Christopher Poulsen (born 11 September 1981) is a retired Danish professional footballer player who plays as defender and current manager of Lemming IF.

He previously played for Superliga clubs Silkeborg IF and FC Midtjylland.

Player career
Poulsen played one game for the Denmark national under-21 football team in November 2002. He was called up for the Denmark League XI national football team by national team manager Morten Olsen in January 2007, and took part in two unofficial national team games during the team's tour of the United States, El Salvador, and Honduras. He made his senior Denmark national football team debut in an August 2008 friendly match against Spain, coming on as a substitute. He started his second national team game in September 2008, and played the entire game as Denmark drew Hungary 0-0 in the 2010 FIFA World Cup qualification tournament.
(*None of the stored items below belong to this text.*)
//! # Domain Types
//!
//! Core domain types used throughout Atelier.
//!
//! ## Type Hierarchy
//! ```text
//! ┌─────────────────────────────────────────────────────────────────────────┐
//! │                         Domain Types                                    │
//! │                                                                         │
//! │  ┌─────────────────┐   ┌─────────────────┐   ┌─────────────────┐       │
//! │  │    Product      │   │   PromoCode     │   │ ShippingOption  │       │
//! │  │  ─────────────  │   │  ─────────────  │   │  ─────────────  │       │
//! │  │  id (UUID)      │   │  code (unique)  │   │  id (UUID)      │       │
//! │  │  sku (business) │   │  discount       │   │  country        │       │
//! │  │  name           │   │  expires_at     │   │  price_cents    │       │
//! │  │  price_cents    │   └─────────────────┘   │  estimated_days │       │
//! │  └─────────────────┘                         └─────────────────┘       │
//! │                                                                         │
//! │  ┌─────────────────┐   ┌─────────────────┐   ┌─────────────────┐       │
//! │  │    TaxRate      │   │   TaxConfig     │   │ CustomerDetails │       │
//! │  │  ─────────────  │   │  ─────────────  │   │  ─────────────  │       │
//! │  │  bps (u32)      │   │  gst, pst, hst  │   │  name, email    │       │
//! │  │  500 = 5%       │   │  (per region)   │   │  country, region│       │
//! │  └─────────────────┘   └─────────────────┘   └─────────────────┘       │
//! └─────────────────────────────────────────────────────────────────────────┘
//! ```
//!
//! ## Dual-Key Identity Pattern
//! Catalog entities have:
//! - `id`: UUID v4 - immutable, used for database relations
//! - Business ID: (sku, promo code) - human-readable, potentially mutable

use chrono::{DateTime, Utc};
use serde::{Deserialize, Serialize};
use ts_rs::TS;

use crate::money::Money;

// =============================================================================
// Tax Rate
// =============================================================================

/// Tax rate represented in basis points (bps).
///
/// ## Why Basis Points?
/// 1 basis point = 0.01% = 1/10000
/// 500 bps = 5% (e.g., Canadian GST)
#[derive(Debug, Clone, Copy, PartialEq, Eq, Serialize, Deserialize, TS)]
#[ts(export)]
pub struct TaxRate(u32);

impl TaxRate {
    /// Creates a tax rate from basis points.
    #[inline]
    pub const fn from_bps(bps: u32) -> Self {
        TaxRate(bps)
    }

    /// Creates a tax rate from a percentage (for convenience).
    pub fn from_percentage(pct: f64) -> Self {
        TaxRate((pct * 100.0).round() as u32)
    }

    /// Returns the rate in basis points.
    #[inline]
    pub const fn bps(&self) -> u32 {
        self.0
    }

    /// Returns the rate as a percentage (for display only).
    #[inline]
    pub fn percentage(&self) -> f64 {
        self.0 as f64 / 100.0
    }

    /// Zero tax rate.
    #[inline]
    pub const fn zero() -> Self {
        TaxRate(0)
    }

    /// Checks if tax rate is zero.
    #[inline]
    pub const fn is_zero(&self) -> bool {
        self.0 == 0
    }
}

impl Default for TaxRate {
    fn default() -> Self {
        TaxRate::zero()
    }
}

// =============================================================================
// Product
// =============================================================================

/// A product available for sale in the catalog.
#[derive(Debug, Clone, Serialize, Deserialize, TS)]
#[ts(export)]
pub struct Product {
    /// Unique identifier (UUID v4).
    pub id: String,

    /// Stock Keeping Unit - business identifier.
    pub sku: String,

    /// Display name shown in the cart and on the checkout page.
    pub name: String,

    /// Optional description for product details.
    pub description: Option<String>,

    /// Optional product image URL.
    pub image_url: Option<String>,

    /// Price in cents (smallest currency unit).
    pub price_cents: i64,

    /// Whether product is active (soft delete).
    pub is_active: bool,

    /// When the product was created.
    #[ts(as = "String")]
    pub created_at: DateTime<Utc>,

    /// When the product was last updated.
    #[ts(as = "String")]
    pub updated_at: DateTime<Utc>,
}

impl Product {
    /// Returns the price as a Money type.
    #[inline]
    pub fn price(&self) -> Money {
        Money::from_cents(self.price_cents)
    }
}

// =============================================================================
// Promo Codes
// =============================================================================

/// The discount a promo code grants.
///
/// ## Representation
/// - `Percentage` carries basis points (1000 = 10%) so percentage math
///   shares the integer rounding path with tax calculation.
/// - `Fixed` carries cents.
#[derive(Debug, Clone, Copy, PartialEq, Eq, Serialize, Deserialize, TS)]
#[ts(export)]
#[serde(tag = "type", rename_all = "snake_case")]
pub enum Discount {
    /// Percentage off the subtotal.
    Percentage { bps: u32 },
    /// Fixed amount off, capped at the subtotal.
    Fixed { amount_cents: i64 },
}

/// A promo code fetched from the promo data source.
///
/// Immutable once fetched; at most one promo code is active in a cart
/// at a time.
#[derive(Debug, Clone, PartialEq, Serialize, Deserialize, TS)]
#[ts(export)]
#[serde(rename_all = "camelCase")]
pub struct PromoCode {
    /// Normalized code (trimmed, uppercased).
    pub code: String,

    /// The discount this code grants.
    pub discount: Discount,

    /// Optional expiry; codes past this instant resolve to not-found.
    #[ts(as = "Option<String>")]
    pub expires_at: Option<DateTime<Utc>>,
}

impl PromoCode {
    /// Normalizes a user-entered code for lookup and comparison.
    ///
    /// ## Example
    /// ```rust
    /// use atelier_core::types::PromoCode;
    ///
    /// assert_eq!(PromoCode::normalize(" summer10 "), "SUMMER10");
    /// ```
    pub fn normalize(code: &str) -> String {
        code.trim().to_uppercase()
    }

    /// Checks whether the code is expired at the given instant.
    pub fn is_expired(&self, now: DateTime<Utc>) -> bool {
        match self.expires_at {
            Some(expiry) => now > expiry,
            None => false,
        }
    }
}

// =============================================================================
// Tax Configuration
// =============================================================================

/// Regional tax configuration.
///
/// The rates that apply to a given customer region are resolved by the
/// shop-settings data source; rates that do not apply arrive as zero.
/// This type only sums and applies what it is handed.
#[derive(Debug, Clone, Copy, PartialEq, Eq, Default, Serialize, Deserialize, TS)]
#[ts(export)]
#[serde(rename_all = "camelCase")]
pub struct TaxConfig {
    /// Goods and services tax.
    pub gst: TaxRate,
    /// Provincial sales tax.
    pub pst: TaxRate,
    /// Harmonized sales tax.
    pub hst: TaxRate,
}

impl TaxConfig {
    /// Creates a tax configuration from basis points.
    pub const fn from_bps(gst: u32, pst: u32, hst: u32) -> Self {
        TaxConfig {
            gst: TaxRate::from_bps(gst),
            pst: TaxRate::from_bps(pst),
            hst: TaxRate::from_bps(hst),
        }
    }

    /// Combined rate applied to the subtotal.
    pub const fn combined(&self) -> TaxRate {
        TaxRate::from_bps(self.gst.bps() + self.pst.bps() + self.hst.bps())
    }
}

// =============================================================================
// Shipping
// =============================================================================

/// A shipping option offered for a destination country.
/// One option is selected per order.
#[derive(Debug, Clone, PartialEq, Serialize, Deserialize, TS)]
#[ts(export)]
#[serde(rename_all = "camelCase")]
pub struct ShippingOption {
    /// Unique identifier (UUID v4).
    pub id: String,

    /// Destination country code (ISO 3166-1 alpha-2).
    pub country: String,

    /// Display name (e.g. "Standard Shipping").
    pub name: String,

    /// Shipping cost in cents.
    pub price_cents: i64,

    /// Currency code (ISO 4217, lowercase).
    pub currency: String,

    /// Estimated delivery time in days.
    pub estimated_days: i64,
}

impl ShippingOption {
    /// Returns the shipping cost as a Money type.
    #[inline]
    pub fn price(&self) -> Money {
        Money::from_cents(self.price_cents)
    }
}

// =============================================================================
// Customer Details
// =============================================================================

/// Customer details captured on the checkout form.
#[derive(Debug, Clone, PartialEq, Serialize, Deserialize, TS)]
#[ts(export)]
#[serde(rename_all = "camelCase")]
pub struct CustomerDetails {
    pub name: String,
    pub email: String,
    /// Country code (ISO 3166-1 alpha-2).
    pub country: String,
    /// Region/province within the country (drives tax lookup).
    pub region: String,
    pub phone: Option<String>,
}

// =============================================================================
// Unit Tests
// =============================================================================

#[cfg(test)]
mod tests {
    use super::*;
    use chrono::Duration;

    #[test]
    fn test_tax_rate_from_bps() {
        let rate = TaxRate::from_bps(825);
        assert_eq!(rate.bps(), 825);
        assert!((rate.percentage() - 8.25).abs() < 0.001);
    }

    #[test]
    fn test_tax_rate_from_percentage() {
        let rate = TaxRate::from_percentage(5.0);
        assert_eq!(rate.bps(), 500);
    }

    #[test]
    fn test_tax_config_combined() {
        let config = TaxConfig::from_bps(500, 700, 0);
        assert_eq!(config.combined().bps(), 1200);
    }

    #[test]
    fn test_promo_normalize() {
        assert_eq!(PromoCode::normalize("  summer10 "), "SUMMER10");
        assert_eq!(PromoCode::normalize("WELCOME"), "WELCOME");
    }

    #[test]
    fn test_promo_expiry() {
        let now = Utc::now();
        let expired = PromoCode {
            code: "OLD".to_string(),
            discount: Discount::Percentage { bps: 1000 },
            expires_at: Some(now - Duration::days(1)),
        };
        let current = PromoCode {
            code: "NEW".to_string(),
            discount: Discount::Percentage { bps: 1000 },
            expires_at: Some(now + Duration::days(1)),
        };
        let evergreen = PromoCode {
            code: "EVER".to_string(),
            discount: Discount::Fixed { amount_cents: 500 },
            expires_at: None,
        };

        assert!(expired.is_expired(now));
        assert!(!current.is_expired(now));
        assert!(!evergreen.is_expired(now));
    }

    #[test]
    fn test_discount_serde_tags() {
        let pct = Discount::Percentage { bps: 1000 };
        let json = serde_json::to_string(&pct).unwrap();
        assert!(json.contains("\"type\":\"percentage\""));

        let fixed: Discount = serde_json::from_str(
            r#"{"type":"fixed","amount_cents":500}"#,
        )
        .unwrap();
        assert_eq!(fixed, Discount::Fixed { amount_cents: 500 });
    }
}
On April 16, 2013 Silkeborg IF announced that they had terminated Christopher Poulsen's contract one year early due to "disagreements over nonsporting issues"  In June 2013, he rejoined his former club Viborg FF.

In July 2016, Poulsen retired from professional football, instead opting to continue as a player-assistant coach for Silkeborg KFUM competing in the Series 1, the sixth highest level of Danish football.

Managerial career
On 22 November 2018, Højslev St. IF, competing in the sixth highest division, announced that Poulsen had been appointed as their new head coach. He was sacked in January 2020.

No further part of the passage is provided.